Sempat ia nanya nama putra-putriku. Satu persatu aku absen. Kebetulan semuanya ikut. Terutama putri sulungku. Tentang pendidikan dan usianya. Lalu beliau seloroh: "jodohkan saja dengan putraku". Aku senyum. "putraku usianya 26 tahun", katanya.
Sekitar beberapa hari dari pertemuan itu, beliau kasih kabar positif covid. Temen-temen di sejumlah group WA kasih support dan doa. Beberapa hari setelah divonis covid, beliau masih suka aktif di group. Diskusi dan kadang bercanda. Sempat hari itu aku telp, tapi gak diangkat. Beberapa menit kemudian, beliau telp balik. "Aku positif covid. Doain aja ya", katanya ringan. Tak lupa untuk selalu tertawa. Di akhir pembicaraan, sambil tertawa dia bilang: "salam sama calon menantu ya". Begitulah Pak Yasid, sosok yang riang. Seberat apapun masalah yang dihadapi, tak akan mengintimidasi mentalnya.

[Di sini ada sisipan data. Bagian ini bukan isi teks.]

impl Scheduler {
    /// Create a scheduler without persistence
    pub fn new() -> Self {
        Self::build(None)
    }

    /// Create a scheduler that persists its task table via `store`
    pub fn with_store(store: StateStore) -> Self {
        Self::build(Some(store))
    }

    fn build(store: Option<StateStore>) -> Self {
        let (shutdown, _) = watch::channel(false);
        Self {
            inner: Arc::new(Inner {
                tasks: RwLock::new(HashMap::new()),
                actions: RwLock::new(HashMap::new()),
                running: Mutex::new(HashMap::new()),
                shutdown,
                store,
            }),
            tick_interval: Duration::from_secs(10),
        }
    }

    /// Override the tick interval (used by tests)
    pub fn with_tick_interval(mut self, interval: Duration) -> Self {
        self.tick_interval = interval;
        self
    }

    /// Register an action under a name tasks can reference
    pub async fn register_action(&self, name: impl Into<String>, action: Action) {
        self.inner.actions.write().await.insert(name.into(), action);
    }

    /// Add a task to the table
    pub async fn add_task(&self, task: ScheduledTask) {
        debug!(task = %task.id, name = %task.name, "Added task");
        self.inner.tasks.write().await.insert(task.id.clone(), task);
        self.persist().await;
    }

    /// Remove a task; refused while the task is running
    pub async fn remove_task(&self, id: &str) -> SchedulerResult<()> {
        if self.inner.running.lock().await.contains_key(id) {
            return Err(SchedulerError::task_running(id));
        }

        let removed = self.inner.tasks.write().await.remove(id);
        if removed.is_none() {
            return Err(SchedulerError::task_not_found(id));
        }

        info!(task = %id, "Removed task");
        self.persist().await;
        Ok(())
    }

    /// Enable a task and recompute its next run
    pub async fn enable_task(&self, id: &str) -> SchedulerResult<()> {
        let mut tasks = self.inner.tasks.write().await;
        let task = tasks
            .get_mut(id)
            .ok_or_else(|| SchedulerError::task_not_found(id))?;
        task.enabled = true;
        task.retry_count = 0;
        task.compute_next_run(Utc::now());
        drop(tasks);

        info!(task = %id, "Enabled task");
        self.persist().await;
        Ok(())
    }

    /// Disable a task
    pub async fn disable_task(&self, id: &str) -> SchedulerResult<()> {
        let mut tasks = self.inner.tasks.write().await;
        let task = tasks
            .get_mut(id)
            .ok_or_else(|| SchedulerError::task_not_found(id))?;
        task.enabled = false;
        drop(tasks);

        info!(task = %id, "Disabled task");
        self.persist().await;
        Ok(())
    }

    /// Snapshot of a single task
    pub async fn task_status(&self, id: &str) -> Option<TaskSnapshot> {
        self.inner.tasks.read().await.get(id).map(TaskSnapshot::from)
    }

    /// Snapshots of all tasks, ordered by id
    pub async fn all_statuses(&self) -> Vec<TaskSnapshot> {
        let tasks = self.inner.tasks.read().await;
        let mut snapshots: Vec<TaskSnapshot> = tasks.values().map(TaskSnapshot::from).collect();
        snapshots.sort_by(|a, b| a.id.cmp(&b.id));
        snapshots
    }

    /// Next scheduled tasks ordered by run time, then priority (highest first)
    pub async fn upcoming(&self, limit: usize) -> Vec<TaskSnapshot> {
        let tasks = self.inner.tasks.read().await;
        let mut upcoming: Vec<TaskSnapshot> = tasks
            .values()
            .filter(|t| t.enabled && t.next_run.is_some())
            .map(TaskSnapshot::from)
            .collect();

        upcoming.sort_by(|a, b| {
            a.next_run
                .cmp(&b.next_run)
                .then_with(|| b.priority.cmp(&a.priority))
        });
        upcoming.truncate(limit);
        upcoming
    }

    /// Run a task immediately, bypassing its schedule
    pub async fn force_run(&self, id: &str) -> SchedulerResult<()> {
        info!(task = %id, "Force running task");
        self.start_task(id).await
    }

    /// Number of currently running tasks
    pub async fn running_count(&self) -> usize {
        let mut running = self.inner.running.lock().await;
        running.retain(|_, handle| !handle.is_finished());
        running.len()
    }

    /// Start every due task; returns the ids started this tick
    pub async fn tick_once(&self) -> Vec<String> {
        let now = Utc::now();

        let due: Vec<String> = {
            let tasks = self.inner.tasks.read().await;
            tasks
                .values()
                .filter(|t| t.is_due(now))
                .map(|t| t.id.clone())
                .collect()
        };

        let mut started = Vec::new();
        for id in due {
            match self.start_task(&id).await {
                Ok(()) => started.push(id),
                Err(SchedulerError::TaskRunning { .. }) => {}
                Err(e) => warn!(task = %id, error = %e, "Failed to start task"),
            }
        }

        // Prune finished handles
        let mut running = self.inner.running.lock().await;
        running.retain(|_, handle| !handle.is_finished());
        metrics::set_active_tasks(running.len());

        started
    }

    /// Run the scheduler loop until [`Scheduler::shutdown`] is called
    pub async fn run(&self) {
        info!(tick_secs = self.tick_interval.as_secs(), "Scheduler loop started");

        let mut shutdown_rx = self.inner.shutdown.subscribe();
        let mut interval = tokio::time::interval(self.tick_interval);
        interval.set_missed_tick_behavior(tokio::time::MissedTickBehavior::Skip);

        loop {
            tokio::select! {
                _ = interval.tick() => {
                    self.tick_once().await;
                }
                result = shutdown_rx.changed() => {
                    if result.is_err() || *shutdown_rx.borrow() {
                        break;
                    }
                }
            }
        }

        info!("Scheduler loop stopped");
    }

    /// Signal shutdown and wait for in-flight tasks, bounded by `grace`
    pub async fn shutdown(&self, grace: Duration) {
        info!("Stopping scheduler");
        let _ = self.inner.shutdown.send(true);

        let (ids, handles): (Vec<String>, Vec<JoinHandle<()>>) =
            self.inner.running.lock().await.drain().unzip();
        if handles.is_empty() {
            return;
        }

        if tokio::time::timeout(grace, futures::future::join_all(handles))
            .await
            .is_err()
        {
            warn!(tasks = ?ids, "Tasks did not finish within shutdown grace period");
        }
    }

    /// Load the persisted task table, replacing the in-memory one
    ///
    /// An unreadable table (corrupt JSON, invalid cron expressions) is
    /// logged and treated as empty; the next persist overwrites it.
    pub async fn load_tasks(&self) -> SchedulerResult<usize> {
        let Some(store) = &self.inner.store else {
            return Ok(0);
        };

        let table: TaskTable = match store.load(TASKS_FILE) {
            Ok(Some(table)) => table,
            Ok(None) => return Ok(0),
            Err(e) => {
                warn!(error = %e, "Task table unreadable, starting from empty table");
                return Ok(0);
            }
        };

        let mut tasks = self.inner.tasks.write().await;
        let count = table.tasks.len();
        for mut task in table.tasks {
            // A run interrupted by a crash is left Pending, not Running
            if task.status == TaskStatus::Running {
                task.status = TaskStatus::Pending;
            }
            if task.enabled && task.next_run.is_none() {
                task.compute_next_run(Utc::now());
            }
            tasks.insert(task.id.clone(), task);
        }

        info!(count, "Loaded task table");
        Ok(count)
    }

    /// Persist the task table when a store is configured
    async fn persist(&self) {
        let Some(store) = &self.inner.store else {
            return;
        };

        let table = {
            let tasks = self.inner.tasks.read().await;
            let mut list: Vec<ScheduledTask> = tasks.values().cloned().collect();
            list.sort_by(|a, b| a.id.cmp(&b.id));
            TaskTable::new(list)
        };

        if let Err(e) = store.save(TASKS_FILE, &table) {
            error!(error = %e, "Failed to persist task table");
        }
    }

    async fn start_task(&self, id: &str) -> SchedulerResult<()> {
        let mut running = self.inner.running.lock().await;
        running.retain(|_, handle| !handle.is_finished());
        if running.contains_key(id) {
            return Err(SchedulerError::task_running(id));
        }

        let action = {
            let mut tasks = self.inner.tasks.write().await;
            let task = tasks
                .get_mut(id)
                .ok_or_else(|| SchedulerError::task_not_found(id))?;

            task.status = TaskStatus::Running;
            task.last_run = Some(Utc::now());

            let actions = self.inner.actions.read().await;
            actions.get(&task.action).cloned()
        };

        let scheduler = self.clone();
        let task_id = id.to_string();
        let handle = tokio::spawn(async move {
            scheduler.execute(task_id, action).await;
        });
        running.insert(id.to_string(), handle);

        Ok(())
    }

    async fn execute(&self, id: String, action: Option<Action>) {
        let started = std::time::Instant::now();
        debug!(task = %id, "Starting task");

        let result = match action {
            Some(action) => action().await,
            None => {
                let name = {
                    let tasks = self.inner.tasks.read().await;
                    tasks.get(&id).map(|t| t.action.clone()).unwrap_or_default()
                };
                Err(anyhow::Error::new(SchedulerError::unknown_action(name)))
            }
        };

        let now = Utc::now();
        {
            let mut tasks = self.inner.tasks.write().await;
            if let Some(task) = tasks.get_mut(&id) {
                match &result {
                    Ok(()) => {
                        task.record_success(now);
                        metrics::record_task_run(&id, true);
                        info!(
                            task = %id,
                            elapsed_secs = started.elapsed().as_secs_f64(),
                            "Task completed"
                        );
                    }
                    Err(e) => {
                        task.record_failure(now);
                        metrics::record_task_run(&id, false);
                        error!(
                            task = %id,
                            retry_count = task.retry_count,
                            error = %e,
                            "Task failed"
                        );
                    }
                }
            }
        }

        self.inner.running.lock().await.remove(&id);
        self.persist().await;
    }
}
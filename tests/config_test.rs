//! Configuration loading and validation tests

use crier::config::Config;
use crier::models::Platform;
use serial_test::serial;

const SAMPLE_CONFIG: &str = r#"
state_dir = "/tmp/crier-test-state"

[platforms.mastodon]
enabled = true
base_url = "https://fosstodon.org"
access_token = "file-token"

[platforms.bluesky]
enabled = false

[scheduling]
maintenance_frequency = "0 3 * * *"

[scheduling.posting_frequency]
mastodon = "30 */2 * * *"

[rss]
feeds = ["https://example.org/feed.xml"]
poll_interval_minutes = 10
post_on_first_run = true
test_mode = true

[rss.staggered]
enabled = true
delay_between_platforms_minutes = [20, 40]
randomize_platform_order = false

[http]
requests_per_second = 5

[logging]
level = "debug"
format = "json"
"#;

#[test]
#[serial]
fn test_from_file_parses_all_sections() {
    let dir = tempfile::tempdir().unwrap();
    let path = dir.path().join("crier.toml");
    std::fs::write(&path, SAMPLE_CONFIG).unwrap();

    let config = Config::from_file(&path).unwrap();

    assert!(config.platforms.mastodon.enabled);
    assert_eq!(config.platforms.mastodon.base_url, "https://fosstodon.org");
    assert!(!config.platforms.bluesky.enabled);

    assert_eq!(
        config.scheduling.posting_cron(Platform::Mastodon),
        Some("30 */2 * * *")
    );
    assert_eq!(config.scheduling.maintenance_frequency, "0 3 * * *");

    assert_eq!(config.rss.feeds.len(), 1);
    assert_eq!(config.rss.poll_interval_minutes, 10);
    assert!(config.rss.post_on_first_run);
    // Test mode overrides the configured stagger bounds
    assert_eq!(config.rss.stagger_delay_minutes(), (5, 15));

    assert_eq!(config.http.requests_per_second, 5);
    assert_eq!(config.logging.format, "json");

    assert!(config.validate().is_ok());
}

#[test]
#[serial]
fn test_credential_env_overlays_file() {
    let dir = tempfile::tempdir().unwrap();
    let path = dir.path().join("crier.toml");
    std::fs::write(&path, SAMPLE_CONFIG).unwrap();

    std::env::set_var("MASTODON_ACCESS_TOKEN", "env-token");
    let config = Config::from_file(&path).unwrap();
    std::env::remove_var("MASTODON_ACCESS_TOKEN");

    assert_eq!(config.platforms.mastodon.access_token, "env-token");
}

#[test]
#[serial]
fn test_from_env_feeds_list() {
    std::env::set_var(
        "CRIER_FEEDS",
        "https://a.example/feed.xml, https://b.example/feed.xml",
    );
    let config = Config::from_env().unwrap();
    std::env::remove_var("CRIER_FEEDS");

    assert_eq!(
        config.rss.feeds,
        vec![
            "https://a.example/feed.xml".to_string(),
            "https://b.example/feed.xml".to_string(),
        ]
    );
}

#[test]
#[serial]
fn test_partial_file_uses_defaults() {
    let dir = tempfile::tempdir().unwrap();
    let path = dir.path().join("crier.toml");
    std::fs::write(&path, "[rss]\npoll_interval_minutes = 7\n").unwrap();

    let config = Config::from_file(&path).unwrap();

    assert_eq!(config.rss.poll_interval_minutes, 7);
    // Everything else falls back to defaults
    assert_eq!(config.http.requests_per_second, 2);
    assert!(!config.rss.enable_twitter);
    assert!(config.rss.enable_bluesky);
    assert!(config.scheduling.posting_cron(Platform::Bluesky).is_some());
}

#[test]
#[serial]
fn test_invalid_toml_is_rejected() {
    let dir = tempfile::tempdir().unwrap();
    let path = dir.path().join("crier.toml");
    std::fs::write(&path, "not valid [toml").unwrap();

    assert!(Config::from_file(&path).is_err());
}

#[test]
#[serial]
fn test_enabled_platform_without_credentials_fails_validation() {
    let dir = tempfile::tempdir().unwrap();
    let path = dir.path().join("crier.toml");
    std::fs::write(
        &path,
        "[platforms.bluesky]\nenabled = true\nbase_url = \"https://bsky.social\"\n",
    )
    .unwrap();

    // No token in file or environment
    std::env::remove_var("BLUESKY_APP_PASSWORD");
    let config = Config::from_file(&path).unwrap();
    assert!(config.validate().is_err());
}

Kamis pagi, ketika kondisi kesehatannya ngedrop, ada doa bersama yang diadakan ratusan civitas akademika Institut Tazkiya. Juga teman-teman dari komunitas SalingSapa. Lagi-lagi, umur hanya Allah yang tahu. Tak hanya saya, begitu banyak teman yang betul-betul merasa kehilangan.
Kehilangan sosok aktifis yang tulus. Pejuang sejati, tanpa pernah ada mimpi untuk pribadi. Seluruh waktunya diwakafkan buat umat.
Dari tahun 2016 aktif di MPJ, Gema Jakarta, dan sekarang MPI. Pernah tidur dengan saya di markas perjuangan. Di bawah meja, karena memang itu adanya. Karena ada pekerjaan belum selesai hingga larut malam.
Beliau tidak pernah absen rapat kecuali ada acara yang betul-betul gak bisa ditinggalkan. Emosinya stabil, dan selalu berorientasi pada solusi. Humornya memecah stagnasi diskusi. Kedermawanannya gak diragukan. Hampir selalu nenteng makanan saat rapat. Jika makan bersama, beliaulah yang paling cepat mengeluarkan uang untuk membayar. Seorang tokoh yang sangat rendah hati.
Kenangan perjuangan yang tak pernah dilupakan oleh teman-teman. Semoga, kesaksian jujur kami semua menjadi jalan mudah untuk beliau ke surga.
Selamat jalan Pak Yasid, semoga engkau menjadi salah satu orang yang paling berbahagia di alam sana. Kami semua mendoakanmu, meski dengan air mata, karena perasaan yang belum siap atas kehilangan.